Der Urlaub ist auch einer Erkrankung subsidiär, wie sich ohne weiteres daran zeigt, dass ein Arbeitnehmer, der im Urlaub erkrankt, seinen Urlaubsanspruch für die Krankheitstage nicht verbraucht. Im Jahr 2005 hat der Kläger zunächst seinen Urlaubsanspruch nicht realisiert. Von August bis Dezember 2005 konnte er von der Arbeitsleistung deshalb nicht freigestellt werden, weil er dauerhaft erkrankt war. Damit ist grundsätzlich der gesamte Urlaubsanspruch des Klägers nach § 7 Abs. 3 BUrlG in die ersten drei Monate des Kalenderjahres 2006 übertragen worden. Allerdings war der Kläger auch in dieser Zeit nicht arbeitsfähig. Eine Freistellung während der Dauer des Arbeitsverhältnisses bis 28.02.2006 war nicht möglich. Auch wenn das Arbeitsverhältnis fortbestanden hätte, hätte dem Kläger bis 31.03.2006 kein Urlaub gewährt werden können.

Aus diesem Grund kommt auch eine Urlaubsabgeltung nach § 7 Abs. 4 BUrlG nicht in Betracht. Denn dort heißt es ausdrücklich, dass der Urlaub wegen der Beendigung des Arbeitsverhältnisses ganz oder teilweise nicht mehr gewährt werden kann. Dies ist vorliegend nicht der Fall, denn dem Kläger kann überhaupt kein Urlaub gewährt werden. Er ist nicht arbeitsfähig geworden und kann deshalb nicht von der Arbeitspflicht freigestellt werden. Eine Arbeitsverpflichtung bestand für ihn bis zum 31.03.2006 nicht.

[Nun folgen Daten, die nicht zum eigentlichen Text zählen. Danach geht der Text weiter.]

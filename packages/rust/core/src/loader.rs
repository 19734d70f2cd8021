//! Dataset loading: subsampled, cached views of the master dataset, and the
//! archived test set.

use std::collections::{BTreeMap, BTreeSet, HashSet};
use std::path::PathBuf;

use polars::prelude::*;
use tracing::{debug, info, instrument};

use tepdiag_shared::{
    FAULT_NUMBER, Layout, Result, RunId, SIMULATION_RUN, TARGET, TepError, UNIQUE_RUN_ID,
};
use tepdiag_storage::{ArtifactStore, StoreExt, frame_to_parquet};

use crate::frame::column_i64;
use crate::split::Dataset;

/// Add the `unique_run_id` column (`"{faultNumber}_{simulationRun}"`).
pub fn with_run_id(mut df: DataFrame) -> Result<DataFrame> {
    let faults = column_i64(&df, FAULT_NUMBER)?;
    let runs = column_i64(&df, SIMULATION_RUN)?;

    let ids: Vec<String> = faults
        .iter()
        .zip(&runs)
        .map(|(&fault, &run)| RunId::new(fault, run).to_string())
        .collect();

    df.with_column(Series::new(UNIQUE_RUN_ID.into(), ids))
        .map_err(TepError::data)?;
    Ok(df)
}

/// Keep, for every fault number, the rows of its first `n_simulations`
/// distinct simulation runs (ascending run number).
pub fn subsample_by_run(df: &DataFrame, n_simulations: usize) -> Result<DataFrame> {
    let faults = column_i64(df, FAULT_NUMBER)?;
    let runs = column_i64(df, SIMULATION_RUN)?;

    let mut runs_per_fault: BTreeMap<i64, BTreeSet<i64>> = BTreeMap::new();
    for (&fault, &run) in faults.iter().zip(&runs) {
        runs_per_fault.entry(fault).or_default().insert(run);
    }

    let keep: HashSet<RunId> = runs_per_fault
        .into_iter()
        .flat_map(|(fault, runs)| {
            runs.into_iter()
                .take(n_simulations)
                .map(move |run| RunId::new(fault, run))
        })
        .collect();

    let mask: BooleanChunked = faults
        .iter()
        .zip(&runs)
        .map(|(&fault, &run)| keep.contains(&RunId::new(fault, run)))
        .collect();

    df.filter(&mask).map_err(TepError::data)
}

/// Load the working dataset with its `unique_run_id` column.
///
/// With `n_simulations > 0` the subsample is served from its cache or built
/// from the master dataset and cached. With `0` the full master is used.
/// A missing master is fatal.
#[instrument(skip_all, fields(n_simulations = n_simulations))]
pub fn load_data<S: ArtifactStore + ?Sized>(
    store: &S,
    layout: &Layout,
    n_simulations: usize,
) -> Result<DataFrame> {
    let subset_key = layout.subset(n_simulations);

    let df = if n_simulations > 0 && store.exists(&subset_key) {
        debug!(key = %subset_key.display(), "using cached subset");
        store.load_frame(&subset_key)?
    } else {
        let master = layout.master();
        if !store.exists(&master) {
            return Err(TepError::MasterMissing { path: master });
        }

        let df = store.load_frame(&master)?;
        if n_simulations > 0 {
            let mut subset = subsample_by_run(&df, n_simulations)?;
            store.save_frame(&subset_key, &mut subset)?;
            info!(
                rows = subset.height(),
                master_rows = df.height(),
                "subset generated and cached"
            );
            subset
        } else {
            df
        }
    };

    with_run_id(df)
}

/// Archive the test partition (features plus a `target` column).
///
/// An identical archive already in the store is left untouched.
pub fn save_test_set<S: ArtifactStore + ?Sized>(
    store: &S,
    layout: &Layout,
    test: &Dataset,
) -> Result<PathBuf> {
    let mut df = test.features.clone();
    let target = test.labels.clone().with_name(TARGET.into());
    df.with_column(target).map_err(TepError::data)?;

    let key = layout.test_set();
    let bytes = frame_to_parquet(&mut df)?;
    if store.exists(&key) && store.load(&key)? == bytes {
        debug!(path = %key.display(), "test set unchanged");
        return Ok(key);
    }

    store.save(&key, &bytes)?;
    info!(path = %key.display(), rows = df.height(), "test set archived");
    Ok(key)
}

/// Load the archived test set back into features and labels.
pub fn load_test_set<S: ArtifactStore + ?Sized>(store: &S, layout: &Layout) -> Result<Dataset> {
    let mut df = store.load_frame(&layout.test_set())?;
    let labels = df
        .drop_in_place(TARGET)
        .map_err(|_| TepError::validation("test set has no 'target' column"))?
        .as_materialized_series()
        .clone()
        .with_name(FAULT_NUMBER.into());
    Ok(Dataset {
        features: df,
        labels,
    })
}
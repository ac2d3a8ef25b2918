use std::collections::BTreeMap;
use std::ffi::OsString;
use std::path::{Path, PathBuf};
use std::process::ExitCode;

use clap::{Arg, ArgAction, ArgMatches, Command};
use dyninclude::{ResolveRequest, resolve_directive};

use crate::error::{CliError, ExitStatus};

const NAME: &str = "dyninclude";

pub fn run() -> ExitCode {
    init_tracing();
    match run_cli(std::env::args()) {
        Ok(code) => code,
        Err(err) => {
            err.print();
            err.exit_code()
        }
    }
}

/// Parses CLI arguments, resolves one dynamic-include directive against the
/// including file's directory, and prints the assembled blocks in reading
/// order. Advisory messages from discovery and ordering go to `tracing`.
pub fn run_cli<I, S>(args: I) -> Result<ExitCode, CliError>
where
    I: IntoIterator<Item = S>,
    S: Into<OsString> + Clone,
{
    let command = build_cli();
    let matches = command.try_get_matches_from(args)?;

    let Some(file) = matches.get_one::<String>("file").map(PathBuf::from) else {
        return Err(CliError::new("missing FILE argument", ExitStatus::Usage));
    };
    let Some(glob) = matches.get_one::<String>("glob").cloned() else {
        return Err(CliError::new("missing GLOB argument", ExitStatus::Usage));
    };

    let dir = match file.parent() {
        Some(parent) if parent != Path::new("") => parent.to_path_buf(),
        _ => PathBuf::from("."),
    };
    let root = matches
        .get_one::<String>("root")
        .map(PathBuf::from)
        .unwrap_or_else(|| dir.clone());

    let attributes = collect_attributes(&matches)?;
    let lookup = |key: &str| attributes.get(key).cloned();

    let target = format!("dynamic:{glob}");
    let request = ResolveRequest {
        dir: &dir,
        root: &root,
        target: &target,
        glob: &glob,
        current_file: &file,
    };

    let mut logger = |message: String| tracing::warn!("{message}");
    let blocks = resolve_directive(&request, &lookup, &mut logger)?;

    // Blocks arrive in reverse reading order (the library's contract with
    // stack-based hosts); print them the way a reader consumes them.
    for block in blocks.iter().rev() {
        print!("{}", block.content);
    }

    Ok(ExitCode::SUCCESS)
}

fn init_tracing() {
    let _ = tracing_subscriber::fmt()
        .with_env_filter(tracing_subscriber::EnvFilter::from_default_env())
        .try_init();
}

fn build_cli() -> Command {
    Command::new(NAME)
        .about("Resolve a dynamic-include directive over a documentation tree")
        .arg(
            Arg::new("file")
                .value_name("FILE")
                .required(true)
                .help("The including document. Its directory is the resolution directory."),
        )
        .arg(
            Arg::new("glob")
                .value_name("GLOB")
                .required(true)
                .help("Shell glob selecting the content files, relative to the resolution directory."),
        )
        .arg(
            Arg::new("root")
                .long("root")
                .value_name("PATH")
                .help("Base directory for {root}-prefixed reference targets. Defaults to the resolution directory."),
        )
        .arg(
            Arg::new("order")
                .long("order")
                .value_name("LIST")
                .help("Colon-separated keys resolved files are ordered by."),
        )
        .arg(
            Arg::new("scopes")
                .long("scopes")
                .value_name("LIST")
                .help("Colon-separated accepted first-level directory names."),
        )
        .arg(
            Arg::new("areas")
                .long("areas")
                .value_name("LIST")
                .help("Colon-separated accepted second-level directory names."),
        )
        .arg(
            Arg::new("suffixes")
                .long("suffixes")
                .value_name("LIST")
                .help("Colon-separated qualifier suffixes to include, in priority order."),
        )
        .arg(
            Arg::new("level-offset-shifting")
                .long("level-offset-shifting")
                .value_name("N")
                .help("Signed shift applied when computing per-file level offsets (default 1)."),
        )
        .arg(
            Arg::new("logfile")
                .long("logfile")
                .value_name("PATH")
                .help("Append an audit log of the resolution to this file."),
        )
        .arg(
            Arg::new("external-xref-as-text")
                .long("external-xref-as-text")
                .action(ArgAction::SetTrue)
                .help("Degrade references to files outside the resolved set to their display text."),
        )
        .arg(
            Arg::new("display-view-source")
                .long("display-view-source")
                .action(ArgAction::SetTrue)
                .help("Emit a view-source link block ahead of each file."),
        )
        .arg(
            Arg::new("view-source-link-pattern")
                .long("view-source-link-pattern")
                .value_name("TEMPLATE")
                .help("Link target template; {name} placeholders are resolved per file."),
        )
        .arg(
            Arg::new("view-source-link-text")
                .long("view-source-link-text")
                .value_name("TEMPLATE")
                .help("Link text template for the view-source block."),
        )
        .arg(
            Arg::new("attr")
                .long("attr")
                .value_name("KEY=VALUE")
                .action(ArgAction::Append)
                .help("Additional document attribute, e.g. idprefix or gradle-rootdir."),
        )
}

/// Builds the attribute source the library reads its options from: every
/// directive option under its attribute key, plus free-form `--attr` pairs.
fn collect_attributes(matches: &ArgMatches) -> Result<BTreeMap<String, String>, CliError> {
    let mut attributes = BTreeMap::new();

    for key in [
        "order",
        "scopes",
        "areas",
        "suffixes",
        "level-offset-shifting",
        "logfile",
        "view-source-link-pattern",
        "view-source-link-text",
    ] {
        if let Some(value) = matches.get_one::<String>(key) {
            attributes.insert(key.to_string(), value.clone());
        }
    }
    for key in ["external-xref-as-text", "display-view-source"] {
        if matches.get_flag(key) {
            attributes.insert(key.to_string(), String::new());
        }
    }

    if let Some(pairs) = matches.get_many::<String>("attr") {
        for pair in pairs {
            let Some((key, value)) = pair.split_once('=') else {
                return Err(CliError::new(
                    format!("invalid --attr '{pair}', expected KEY=VALUE"),
                    ExitStatus::Usage,
                ));
            };
            attributes.insert(key.to_string(), value.to_string());
        }
    }

    Ok(attributes)
}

Anders als der Kläger es für gerecht hält, setzt damit auch die Urlaubsabgeltung voraus, dass ein Arbeitnehmer grundsätzlich arbeitsfähig wäre und von der Arbeitsleistung freigestellt werden könnte, wenn das Arbeitsverhältnis noch bestehen würde. Dies findet auch im Sozialrecht seine Entsprechung, denn Arbeitslosengeld wird nicht unmittelbar im Anschluss an ein beendetes Arbeitsverhältnis gezahlt, sondern erst nach Verrechnung der Tage, für die Urlaubsabgeltung zu gewähren ist. Sinn der Urlaubsabgeltung ist es, einem Arbeitnehmer, der von einem Arbeitsverhältnis in das nächste wechselt, eine Zwischenzeit zu ermöglichen, in der er finanziell so gestellt werden soll, als würde er in einem noch bestehenden Arbeitsverhältnis von der Arbeitsleistung freigestellt. Er soll nicht gezwungen sein, ohne Erholungsphase aus einem beendeten Arbeitsverhältnis in ein neues Arbeitsverhältnis einzutreten und dort sechs Monate lang zunächst die Wartezeit abwarten zu müssen, bevor er erneut einen zusammenhängenden Urlaubsanspruch erwirbt. Ein Arbeitnehmer, der erkrankt ist und entweder Krankengeld oder Erwerbsunfähigkeitsrente bezieht, kann die Erholungsphase vor der Aufnahme eines neuen Arbeitsverhältnisses nicht wahrnehmen, so dass eine Urlaubsabgeltung die ursprüngliche Zielsetzung des Urlaubsanspruchs (Erholung durch Aussetzen mit der Arbeit) nicht erreichen kann.

Geht man davon aus, dass die Zahlung von Vergütung ohne Arbeitsleistung die Ausnahme von dem normalen Sachverhalt ist, dass nur dann Vergütung gezahlt wird, wenn dafür unmittelbar Arbeit geleistet wurde, so ist es auch nicht ungerecht, Arbeitnehmer, bei denen der Urlaubszweck nicht erreicht werden kann, von der Zahlung der Urlaubsabgeltung auszunehmen.

Der Anspruch auf Erstattung der vorgerichtlichen Geschäftsgebühr ist unabhängig von der Tatsache, dass dem Kläger kein Anspruch zustand, weil kein Verzug der Beklagten gegeben ist, nach § 12 a ArbGG ausgeschlossen. Dieser erfasst auch die vorgerichtlichen Anwaltskosten unabhängig davon, ob man mit dem BGH die Verfahrensgebühr in der Geschäftsgebühr aufgehen lässt oder umgekehrt der Ansicht ist, dass die Geschäftsgebühr in der Verfahrensgebühr aufgeht.

Die Kostenentscheidung folgt aus § 97 ZPO. Die Revision wurde mangels allgemeiner Bedeutung des Rechtsstreits nicht zugelassen.